We solve this problem using Gurobi and Julia, which verifies that γ = 1 is the largest value for which this inequality holds, and obtains the desired inequality. Moreover, the solution to its dual problem yields the certificate 2p−1,−1,−1 + 2p1,1,1≥ 0, which verifies that 1 is indeed a valid lower bound for pAB + pBC + pAC, by adding e⊤p to the left-hand side of this certificate and 1 to the right-hand side.

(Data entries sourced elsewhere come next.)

//! Sparse max pooling over a regular-mode rulebook

use crate::dtype::Element;
use crate::error::{Error, Result};
use crate::runtime::allocator::{alloc_filled, alloc_vec};
use crate::runtime::cpu::CpuClient;
use crate::sparse::Rulebook;
use crate::tensor::FeatureMatrix;
#[cfg(feature = "rayon")]
use rayon::prelude::*;

const NO_ROUTE: u32 = u32::MAX;

/// Per-channel maximum over every input paired with an output site
///
/// Output rows with no pairs stay zero. Each output row reduces its inputs in
/// canonical pair order, so ties and NaN propagation are reproducible. Rows
/// are independent and reduced in parallel.
pub fn max_pool_forward<T: Element>(
    client: &CpuClient,
    features: &FeatureMatrix<T>,
    rulebook: &Rulebook,
) -> Result<FeatureMatrix<T>> {
    let n_in = rulebook.input_sites().len();
    let n_out = rulebook.output_sites().len();
    let c = features.cols();
    if features.rows() != n_in {
        return Err(Error::shape_mismatch(&[n_in, c], &features.shape()));
    }
    rulebook.validate_sizes(n_in, n_out)?;

    let span = tracing::debug_span!("max_pool_forward", n_in, n_out, channels = c);
    let _guard = span.enter();

    let windows = PoolWindows::new(rulebook, n_out)?;
    let x = features.as_slice();
    let mut out = FeatureMatrix::zeros(n_out, c)?;
    for_each_output_chunk(client, out.as_mut_slice(), c, |first, chunk| {
        for (r, dst) in chunk.chunks_exact_mut(c).enumerate() {
            let mut inputs = windows.inputs(first + r).iter().map(|&i| i as usize);
            let Some(i) = inputs.next() else {
                continue;
            };
            dst.copy_from_slice(&x[i * c..(i + 1) * c]);
            for i in inputs {
                for (d, &v) in dst.iter_mut().zip(&x[i * c..(i + 1) * c]) {
                    if v > *d {
                        *d = v;
                    }
                }
            }
        }
    });
    Ok(out)
}

/// Gradient of [`max_pool_forward`] with respect to its input
///
/// Each `(output site, channel)` gradient goes to exactly one input: the
/// first one, in canonical pair order, whose value equals the pooled
/// maximum. `output` must be the result of the forward pass. Routes are
/// found in parallel per output row; the scatter into the input gradient
/// is serial in output order.
pub fn max_pool_backward<T: Element>(
    client: &CpuClient,
    features: &FeatureMatrix<T>,
    output: &FeatureMatrix<T>,
    grad_output: &FeatureMatrix<T>,
    rulebook: &Rulebook,
) -> Result<FeatureMatrix<T>> {
    let n_in = rulebook.input_sites().len();
    let n_out = rulebook.output_sites().len();
    let c = features.cols();
    if features.rows() != n_in {
        return Err(Error::shape_mismatch(&[n_in, c], &features.shape()));
    }
    if output.shape() != [n_out, c] {
        return Err(Error::shape_mismatch(&[n_out, c], &output.shape()));
    }
    if grad_output.shape() != [n_out, c] {
        return Err(Error::shape_mismatch(&[n_out, c], &grad_output.shape()));
    }
    rulebook.validate_sizes(n_in, n_out)?;

    let span = tracing::debug_span!("max_pool_backward", n_in, n_out, channels = c);
    let _guard = span.enter();

    let windows = PoolWindows::new(rulebook, n_out)?;
    let (x, y) = (features.as_slice(), output.as_slice());
    let mut routes = alloc_filled(n_out * c, NO_ROUTE)?;
    for_each_output_chunk(client, &mut routes, c, |first, chunk| {
        for (r, route) in chunk.chunks_exact_mut(c).enumerate() {
            let o = first + r;
            let inputs = windows.inputs(o);
            for (ch, slot) in route.iter_mut().enumerate() {
                let target = y[o * c + ch];
                if let Some(&i) = inputs.iter().find(|&&i| x[i as usize * c + ch] == target) {
                    *slot = i;
                }
            }
        }
    });

    let mut grad_acc = alloc_filled(n_in * c, T::acc_zero())?;
    let dy = grad_output.as_slice();
    for (slot, &i) in routes.iter().enumerate() {
        if i == NO_ROUTE {
            continue;
        }
        let g = &mut grad_acc[i as usize * c + slot % c];
        *g = *g + dy[slot].to_acc();
    }

    let mut grad = alloc_vec(n_in * c)?;
    grad.extend(grad_acc.iter().map(|&v| T::from_acc(v)));
    FeatureMatrix::from_vec(grad, n_in, c)
}

/// Inputs pooled into each output row, grouped by output in canonical pair order
struct PoolWindows {
    starts: Vec<usize>,
    inputs: Vec<u32>,
}

impl PoolWindows {
    fn new(rulebook: &Rulebook, n_out: usize) -> Result<Self> {
        let mut starts = alloc_filled(n_out + 1, 0usize)?;
        for pairs in rulebook.all_pairs() {
            for &o in pairs.output() {
                starts[o as usize + 1] += 1;
            }
        }
        for o in 0..n_out {
            starts[o + 1] += starts[o];
        }

        let mut cursor = starts.clone();
        let mut inputs = alloc_filled(starts[n_out], 0u32)?;
        for pairs in rulebook.all_pairs() {
            for (&i, &o) in pairs.input().iter().zip(pairs.output()) {
                let at = &mut cursor[o as usize];
                inputs[*at] = i;
                *at += 1;
            }
        }
        Ok(Self { starts, inputs })
    }

    #[inline]
    fn inputs(&self, o: usize) -> &[u32] {
        &self.inputs[self.starts[o]..self.starts[o + 1]]
    }
}

/// Run `f(first_row, rows)` over row chunks of a `cols`-wide buffer
fn for_each_output_chunk<U, F>(client: &CpuClient, buf: &mut [U], cols: usize, f: F)
where
    U: Send,
    F: Fn(usize, &mut [U]) + Sync,
{
    if cols == 0 {
        return;
    }

    #[cfg(feature = "rayon")]
    {
        let min_len = client.rayon_min_len();
        if !client.is_sequential() && buf.len() / cols > min_len {
            client.install_parallelism(|| {
                buf.par_chunks_mut(min_len * cols)
                    .enumerate()
                    .for_each(|(chunk, rows)| f(chunk * min_len, rows));
            });
            return;
        }
    }

    #[cfg(not(feature = "rayon"))]
    let _ = client;

    f(0, buf);
}

#[cfg(test)]
mod tests {
    use super::*;
    use crate::ops::ConvGeometry;
    use crate::sparse::{ConvMode, CoordinateSet, build_rulebook};
    use std::sync::Arc;

    fn pool_1d(xs: &[i32]) -> Rulebook {
        let indices: Vec<i32> = xs.iter().flat_map(|&x| [0, x]).collect();
        let sites = Arc::new(CoordinateSet::new(indices, [8], 1).unwrap());
        let geometry = ConvGeometry::uniform(1, 2, 2, 0, 1);
        build_rulebook(&CpuClient::new(), &sites, &geometry, ConvMode::Regular).unwrap()
    }

    #[test]
    fn test_max_pool_forward() {
        let client = CpuClient::new();
        // windows {0,1}, {4,5}, {6}
        let rb = pool_1d(&[0, 1, 4, 5, 6]);
        let x = FeatureMatrix::from_slice(
            &[1.0f32, -1.0, 3.0, -2.0, -5.0, 0.5, -4.0, 0.25, 2.0, 2.0],
            5,
            2,
        )
        .unwrap();
        let y = max_pool_forward(&client, &x, &rb).unwrap();
        assert_eq!(y.shape(), [3, 2]);
        assert_eq!(y.as_slice(), &[3.0, -1.0, -4.0, 0.5, 2.0, 2.0]);
    }

    #[test]
    fn test_max_pool_backward_routes_to_first_max() {
        let client = CpuClient::new();
        let rb = pool_1d(&[0, 1]);
        // both inputs tie in channel 0
        let x = FeatureMatrix::from_slice(&[2.0f64, 1.0, 2.0, 3.0], 2, 2).unwrap();
        let y = max_pool_forward(&client, &x, &rb).unwrap();
        let dy = FeatureMatrix::from_slice(&[10.0f64, 20.0], 1, 2).unwrap();
        let dx = max_pool_backward(&client, &x, &y, &dy, &rb).unwrap();
        assert_eq!(dx.as_slice(), &[10.0, 0.0, 0.0, 20.0]);
    }

    #[test]
    fn test_max_pool_identical_across_threads() {
        use crate::runtime::ParallelismConfig;

        // 64 windows of two sites each, with ties in every other window
        let xs: Vec<i32> = (0..128).collect();
        let indices: Vec<i32> = xs.iter().flat_map(|&x| [0, x]).collect();
        let sites = Arc::new(CoordinateSet::new(indices, [128], 1).unwrap());
        let geometry = ConvGeometry::uniform(1, 2, 2, 0, 1);
        let values: Vec<f64> = (0..256).map(|v| ((v * 7) % 5) as f64).collect();
        let x = FeatureMatrix::from_vec(values, 128, 2).unwrap();
        let dy = FeatureMatrix::from_vec((0..128).map(|v| v as f64).collect(), 64, 2).unwrap();

        let sequential = CpuClient::new().with_parallelism(ParallelismConfig::sequential());
        let threaded = CpuClient::new().with_parallelism(ParallelismConfig::new(Some(4), Some(1)));
        let rb = build_rulebook(&sequential, &sites, &geometry, ConvMode::Regular).unwrap();

        let y_seq = max_pool_forward(&sequential, &x, &rb).unwrap();
        let y_par = max_pool_forward(&threaded, &x, &rb).unwrap();
        assert_eq!(y_seq, y_par);
        let dx_seq = max_pool_backward(&sequential, &x, &y_seq, &dy, &rb).unwrap();
        let dx_par = max_pool_backward(&threaded, &x, &y_par, &dy, &rb).unwrap();
        assert_eq!(dx_seq, dx_par);

        // every output gradient is routed exactly once
        let total: f64 = dx_seq.as_slice().iter().sum();
        assert_eq!(total, dy.as_slice().iter().sum::<f64>());
    }

    #[test]
    fn test_max_pool_backward_shape_checks() {
        let client = CpuClient::new();
        let rb = pool_1d(&[0, 1]);
        let x = FeatureMatrix::from_slice(&[2.0f64, 1.0, 2.0, 3.0], 2, 2).unwrap();
        let y = max_pool_forward(&client, &x, &rb).unwrap();
        let dy = FeatureMatrix::from_slice(&[10.0f64], 1, 1).unwrap();
        assert!(max_pool_backward(&client, &x, &y, &dy, &rb).is_err());
    }
}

To further demonstrate the generality and utility of our approach, we now derive a more challenging Bell inequality, namely the so-called I3322 inequality (c.f. ref. 84). Given particles A1, A2, A3, B1, B2, B3 which take values on { ± 1}, the inequality reveals that for any joint probability distribution, we have:
$$\begin{array}{rc}{\mathbb{E}}[{A}_{1}]-{\mathbb{E}}[{A}_{2}]+{\mathbb{E}}[{B}_{1}]-{\mathbb{E}}[{B}_{2}]-{\mathbb{E}}[({A}_{1}-{A}_{2})({B}_{1}-{B}_{2})]\\+{\mathbb{E}}[({A}_{1}+{A}_{2}){B}_{3}]+{\mathbb{E}}[{A}_{3}({B}_{1}+{B}_{2})] \le 4.\end{array}$$
(62)
Using the same approach as previously, and defining p to be an arbitrary discrete probability measure on {± 1}6, we verify that the smallest such upper bound which holds for each joint probability measure is 4, with the following polynomial certificate modulo e⊤p = 1:
$$\begin{array}{rc}&4{p}_{2,1,1,1,1,1}+4{p}_{1,2,1,1,1,1}+8{p}_{2,2,1,1,1,1}+4{p}_{2,1,2,1,1,1}+4{p}_{1,2,2,1,1,1}+8{p}_{2,2,2,1,1,1}\\ &+4{p}_{1,1,1,2,1,1}+8{p}_{2,1,1,2,1,1}+4{p}_{1,2,1,2,1,1}+8{p}_{2,2,1,2,1,1}+4{p}_{2,1,2,2,1,1}+4{p}_{2,2,2,2,1,1}\\ &+4{p}_{1,1,1,1,2,1}+4{p}_{2,1,1,1,2,1}+12{p}_{1,2,1,1,2,1}+12{p}_{2,2,1,1,2,1}+8{p}_{1,2,2,1,2,1}+8{p}_{2,2,2,1,2,1}\\ &+8{p}_{1,1,1,2,2,1}+8{p}_{2,1,1,2,2,1}+12{p}_{1,2,1,2,2,1}+12{p}_{2,2,1,2,2,1}+4{p}_{1,2,2,2,2,1}+4{p}_{2,2,2,2,2,1}\\ &+4{p}_{1,1,2,1,1,2}+4{p}_{2,1,2,1,1,2}+4{p}_{1,2,2,1,1,2}+4{p}_{2,2,2,1,1,2}+4{p}_{1,1,1,2,1,2}+4{p}_{2,1,1,2,1,2}\\ &+4{p}_{1,1,2,2,1,2}+4{p}_{2,1,2,2,1,2}+4{p}_{1,1,1,1,2,2}+8{p}_{1,2,1,1,2,2}+4{p}_{2,2,1,1,2,2}+4{p}_{1,1,2,1,2,2}\\ &+8{p}_{1,2,2,1,2,2}+4{p}_{2,2,2,1,2,2}+8{p}_{1,1,1,2,2,2}+4{p}_{2,1,1,2,2,2}+8{p}_{1,2,1,2,2,2}+4{p}_{2,2,1,2,2,2}\\ &+4{p}_{1,1,2,2,2,2}+4{p}_{1,2,2,2,2,2}\ge 0\end{array}$$
(63)
where an index of 1 denotes that a random variable took the value − 1 and an index of 2 denotes that a random variable took the value 1, and the random variables are indexed in the order A1, A2, A3, B1, B2, B3.